*** Dataset records ***
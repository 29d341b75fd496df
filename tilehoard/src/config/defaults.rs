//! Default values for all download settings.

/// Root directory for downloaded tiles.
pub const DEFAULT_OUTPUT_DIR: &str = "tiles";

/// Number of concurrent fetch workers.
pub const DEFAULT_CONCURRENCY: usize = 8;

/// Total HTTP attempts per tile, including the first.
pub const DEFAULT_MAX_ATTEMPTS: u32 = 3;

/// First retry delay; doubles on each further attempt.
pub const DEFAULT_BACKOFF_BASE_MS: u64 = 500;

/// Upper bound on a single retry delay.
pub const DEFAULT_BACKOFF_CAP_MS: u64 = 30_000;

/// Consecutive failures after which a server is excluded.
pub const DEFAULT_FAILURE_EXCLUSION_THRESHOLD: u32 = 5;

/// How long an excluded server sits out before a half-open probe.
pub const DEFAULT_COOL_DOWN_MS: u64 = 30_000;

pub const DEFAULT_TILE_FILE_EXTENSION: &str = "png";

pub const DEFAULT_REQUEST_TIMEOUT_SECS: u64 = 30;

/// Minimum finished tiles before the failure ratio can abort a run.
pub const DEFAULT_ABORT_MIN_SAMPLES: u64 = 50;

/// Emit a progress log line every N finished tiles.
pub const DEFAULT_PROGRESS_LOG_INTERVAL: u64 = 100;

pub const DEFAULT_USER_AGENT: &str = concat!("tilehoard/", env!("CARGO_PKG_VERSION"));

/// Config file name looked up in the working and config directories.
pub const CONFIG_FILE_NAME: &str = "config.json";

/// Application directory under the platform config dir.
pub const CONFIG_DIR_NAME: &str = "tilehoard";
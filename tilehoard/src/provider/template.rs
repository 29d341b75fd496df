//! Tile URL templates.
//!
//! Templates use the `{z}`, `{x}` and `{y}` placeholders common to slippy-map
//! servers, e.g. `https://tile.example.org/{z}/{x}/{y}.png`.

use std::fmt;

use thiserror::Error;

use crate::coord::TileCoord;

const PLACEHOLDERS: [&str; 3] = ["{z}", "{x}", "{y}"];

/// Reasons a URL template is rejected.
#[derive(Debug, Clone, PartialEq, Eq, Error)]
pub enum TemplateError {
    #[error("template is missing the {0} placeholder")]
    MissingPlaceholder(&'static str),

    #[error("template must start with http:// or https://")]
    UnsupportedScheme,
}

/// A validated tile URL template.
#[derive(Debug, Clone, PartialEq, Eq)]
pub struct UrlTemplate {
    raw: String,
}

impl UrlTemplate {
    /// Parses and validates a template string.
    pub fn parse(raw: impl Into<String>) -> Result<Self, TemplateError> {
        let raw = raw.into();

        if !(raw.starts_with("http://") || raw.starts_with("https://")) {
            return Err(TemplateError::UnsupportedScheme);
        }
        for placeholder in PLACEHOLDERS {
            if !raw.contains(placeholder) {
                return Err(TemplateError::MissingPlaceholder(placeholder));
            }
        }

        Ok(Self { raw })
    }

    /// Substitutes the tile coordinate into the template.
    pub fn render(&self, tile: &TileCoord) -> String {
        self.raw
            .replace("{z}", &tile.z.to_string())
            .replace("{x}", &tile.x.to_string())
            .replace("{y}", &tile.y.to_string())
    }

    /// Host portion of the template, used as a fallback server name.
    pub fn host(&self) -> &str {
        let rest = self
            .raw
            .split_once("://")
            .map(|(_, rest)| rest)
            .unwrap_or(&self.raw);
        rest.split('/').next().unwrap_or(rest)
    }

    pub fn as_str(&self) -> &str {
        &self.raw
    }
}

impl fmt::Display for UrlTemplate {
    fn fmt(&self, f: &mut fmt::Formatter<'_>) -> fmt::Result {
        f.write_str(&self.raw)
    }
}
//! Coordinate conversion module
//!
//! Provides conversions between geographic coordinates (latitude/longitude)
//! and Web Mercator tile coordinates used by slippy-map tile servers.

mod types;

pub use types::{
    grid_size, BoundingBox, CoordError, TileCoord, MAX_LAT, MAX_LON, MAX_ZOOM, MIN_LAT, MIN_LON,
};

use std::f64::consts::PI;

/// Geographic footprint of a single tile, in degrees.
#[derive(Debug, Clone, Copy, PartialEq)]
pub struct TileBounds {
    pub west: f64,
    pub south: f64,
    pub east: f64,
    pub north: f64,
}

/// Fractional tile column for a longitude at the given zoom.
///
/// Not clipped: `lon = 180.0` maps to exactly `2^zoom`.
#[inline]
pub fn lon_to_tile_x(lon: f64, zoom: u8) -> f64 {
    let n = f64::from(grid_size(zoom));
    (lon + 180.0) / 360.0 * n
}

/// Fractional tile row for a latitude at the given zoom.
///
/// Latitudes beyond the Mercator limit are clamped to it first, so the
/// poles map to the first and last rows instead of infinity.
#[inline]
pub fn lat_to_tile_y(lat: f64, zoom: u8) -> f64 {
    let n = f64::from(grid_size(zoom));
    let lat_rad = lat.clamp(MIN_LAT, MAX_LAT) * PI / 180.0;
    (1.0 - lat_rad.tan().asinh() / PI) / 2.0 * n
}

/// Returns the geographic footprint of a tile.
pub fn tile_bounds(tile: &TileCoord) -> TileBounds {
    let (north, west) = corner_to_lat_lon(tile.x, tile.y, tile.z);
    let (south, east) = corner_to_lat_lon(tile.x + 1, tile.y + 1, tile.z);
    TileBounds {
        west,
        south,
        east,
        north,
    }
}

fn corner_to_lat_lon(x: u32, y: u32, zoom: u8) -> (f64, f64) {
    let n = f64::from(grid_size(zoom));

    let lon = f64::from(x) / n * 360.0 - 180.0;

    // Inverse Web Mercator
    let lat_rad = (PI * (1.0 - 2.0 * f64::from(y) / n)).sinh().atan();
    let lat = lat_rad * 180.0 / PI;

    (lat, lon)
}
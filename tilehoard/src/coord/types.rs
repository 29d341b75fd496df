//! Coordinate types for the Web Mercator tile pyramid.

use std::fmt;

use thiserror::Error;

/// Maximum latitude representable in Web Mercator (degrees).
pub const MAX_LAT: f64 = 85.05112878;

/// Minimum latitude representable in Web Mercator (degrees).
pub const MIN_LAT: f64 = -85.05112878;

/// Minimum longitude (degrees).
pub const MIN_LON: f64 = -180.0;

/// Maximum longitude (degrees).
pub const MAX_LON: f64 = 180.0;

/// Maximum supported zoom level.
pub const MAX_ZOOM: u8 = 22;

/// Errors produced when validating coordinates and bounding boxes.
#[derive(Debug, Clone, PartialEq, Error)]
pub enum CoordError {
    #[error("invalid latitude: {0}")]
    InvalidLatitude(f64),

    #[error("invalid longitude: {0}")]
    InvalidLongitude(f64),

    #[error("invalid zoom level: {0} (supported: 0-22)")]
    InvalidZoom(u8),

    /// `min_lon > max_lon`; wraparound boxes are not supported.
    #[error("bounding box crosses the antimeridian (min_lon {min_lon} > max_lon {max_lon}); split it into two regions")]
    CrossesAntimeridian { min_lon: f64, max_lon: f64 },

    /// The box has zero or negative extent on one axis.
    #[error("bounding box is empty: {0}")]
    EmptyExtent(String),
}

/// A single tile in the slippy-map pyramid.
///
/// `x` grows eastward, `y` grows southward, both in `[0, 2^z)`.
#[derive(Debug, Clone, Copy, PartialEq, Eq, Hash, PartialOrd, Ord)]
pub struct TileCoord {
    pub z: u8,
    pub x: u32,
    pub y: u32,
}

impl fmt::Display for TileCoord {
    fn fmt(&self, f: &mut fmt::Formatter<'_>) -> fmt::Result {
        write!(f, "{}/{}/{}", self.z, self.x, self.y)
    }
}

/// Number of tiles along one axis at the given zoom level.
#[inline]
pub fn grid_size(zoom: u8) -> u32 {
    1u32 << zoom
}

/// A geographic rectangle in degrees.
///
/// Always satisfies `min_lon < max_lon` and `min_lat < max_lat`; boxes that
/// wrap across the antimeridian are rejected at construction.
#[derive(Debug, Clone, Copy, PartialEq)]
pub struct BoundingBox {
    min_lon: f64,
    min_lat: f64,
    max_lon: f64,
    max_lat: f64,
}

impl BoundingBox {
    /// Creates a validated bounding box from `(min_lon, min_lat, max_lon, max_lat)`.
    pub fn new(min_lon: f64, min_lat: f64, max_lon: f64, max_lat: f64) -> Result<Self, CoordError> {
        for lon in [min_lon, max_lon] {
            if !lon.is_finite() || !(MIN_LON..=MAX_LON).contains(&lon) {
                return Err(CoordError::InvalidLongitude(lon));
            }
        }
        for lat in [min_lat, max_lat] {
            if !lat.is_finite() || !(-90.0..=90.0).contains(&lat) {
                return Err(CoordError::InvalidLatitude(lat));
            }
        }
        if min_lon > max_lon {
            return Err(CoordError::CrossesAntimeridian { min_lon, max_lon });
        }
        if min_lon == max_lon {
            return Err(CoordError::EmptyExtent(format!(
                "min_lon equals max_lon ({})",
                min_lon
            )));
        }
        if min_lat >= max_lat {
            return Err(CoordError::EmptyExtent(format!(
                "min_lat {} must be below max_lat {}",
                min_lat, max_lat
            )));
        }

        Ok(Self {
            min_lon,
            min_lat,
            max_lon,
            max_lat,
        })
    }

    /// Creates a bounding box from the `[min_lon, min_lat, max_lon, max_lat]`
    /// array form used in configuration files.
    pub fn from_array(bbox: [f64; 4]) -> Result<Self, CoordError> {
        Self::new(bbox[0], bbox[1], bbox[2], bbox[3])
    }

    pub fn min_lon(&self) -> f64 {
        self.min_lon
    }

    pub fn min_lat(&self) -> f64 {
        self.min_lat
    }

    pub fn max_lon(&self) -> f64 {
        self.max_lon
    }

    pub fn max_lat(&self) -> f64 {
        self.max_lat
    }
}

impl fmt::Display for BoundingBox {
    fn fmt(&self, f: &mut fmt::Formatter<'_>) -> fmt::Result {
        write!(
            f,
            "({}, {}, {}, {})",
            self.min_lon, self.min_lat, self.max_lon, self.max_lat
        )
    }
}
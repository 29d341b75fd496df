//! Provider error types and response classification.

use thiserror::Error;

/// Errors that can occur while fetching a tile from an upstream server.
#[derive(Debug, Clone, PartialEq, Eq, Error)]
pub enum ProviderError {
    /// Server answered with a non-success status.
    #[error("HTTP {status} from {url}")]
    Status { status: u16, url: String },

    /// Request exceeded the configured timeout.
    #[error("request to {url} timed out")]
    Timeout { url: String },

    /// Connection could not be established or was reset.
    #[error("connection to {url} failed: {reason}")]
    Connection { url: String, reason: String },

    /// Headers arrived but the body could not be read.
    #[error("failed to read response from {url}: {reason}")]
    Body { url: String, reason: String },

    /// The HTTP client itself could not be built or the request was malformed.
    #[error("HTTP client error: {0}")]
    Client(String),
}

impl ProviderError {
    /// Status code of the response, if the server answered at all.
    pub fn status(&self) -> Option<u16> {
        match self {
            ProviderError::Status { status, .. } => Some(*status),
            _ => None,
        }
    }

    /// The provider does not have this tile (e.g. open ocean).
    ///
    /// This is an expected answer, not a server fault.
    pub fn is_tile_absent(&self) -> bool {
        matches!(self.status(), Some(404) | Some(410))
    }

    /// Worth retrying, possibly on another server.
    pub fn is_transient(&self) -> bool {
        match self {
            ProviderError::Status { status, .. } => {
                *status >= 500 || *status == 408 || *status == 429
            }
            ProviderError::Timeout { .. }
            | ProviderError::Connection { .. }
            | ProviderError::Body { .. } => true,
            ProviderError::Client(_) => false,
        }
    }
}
*** End of Dataset records ***
Exercise requirements.
Where the line holding "Minimum longitude (degrees)." appears in the listing above, start reproducing exactly, and end with the line holding "grows southward, both".

Written solution.
/// Minimum longitude (degrees).
pub const MIN_LON: f64 = -180.0;

/// Maximum longitude (degrees).
pub const MAX_LON: f64 = 180.0;

/// Maximum supported zoom level.
pub const MAX_ZOOM: u8 = 22;

/// Errors produced when validating coordinates and bounding boxes.
#[derive(Debug, Clone, PartialEq, Error)]
pub enum CoordError {
    #[error("invalid latitude: {0}")]
    InvalidLatitude(f64),

    #[error("invalid longitude: {0}")]
    InvalidLongitude(f64),

    #[error("invalid zoom level: {0} (supported: 0-22)")]
    InvalidZoom(u8),

    /// `min_lon > max_lon`; wraparound boxes are not supported.
    #[error("bounding box crosses the antimeridian (min_lon {min_lon} > max_lon {max_lon}); split it into two regions")]
    CrossesAntimeridian { min_lon: f64, max_lon: f64 },

    /// The box has zero or negative extent on one axis.
    #[error("bounding box is empty: {0}")]
    EmptyExtent(String),
}

/// A single tile in the slippy-map pyramid.
///
/// `x` grows eastward, `y` grows southward, both in `[0, 2^z)`.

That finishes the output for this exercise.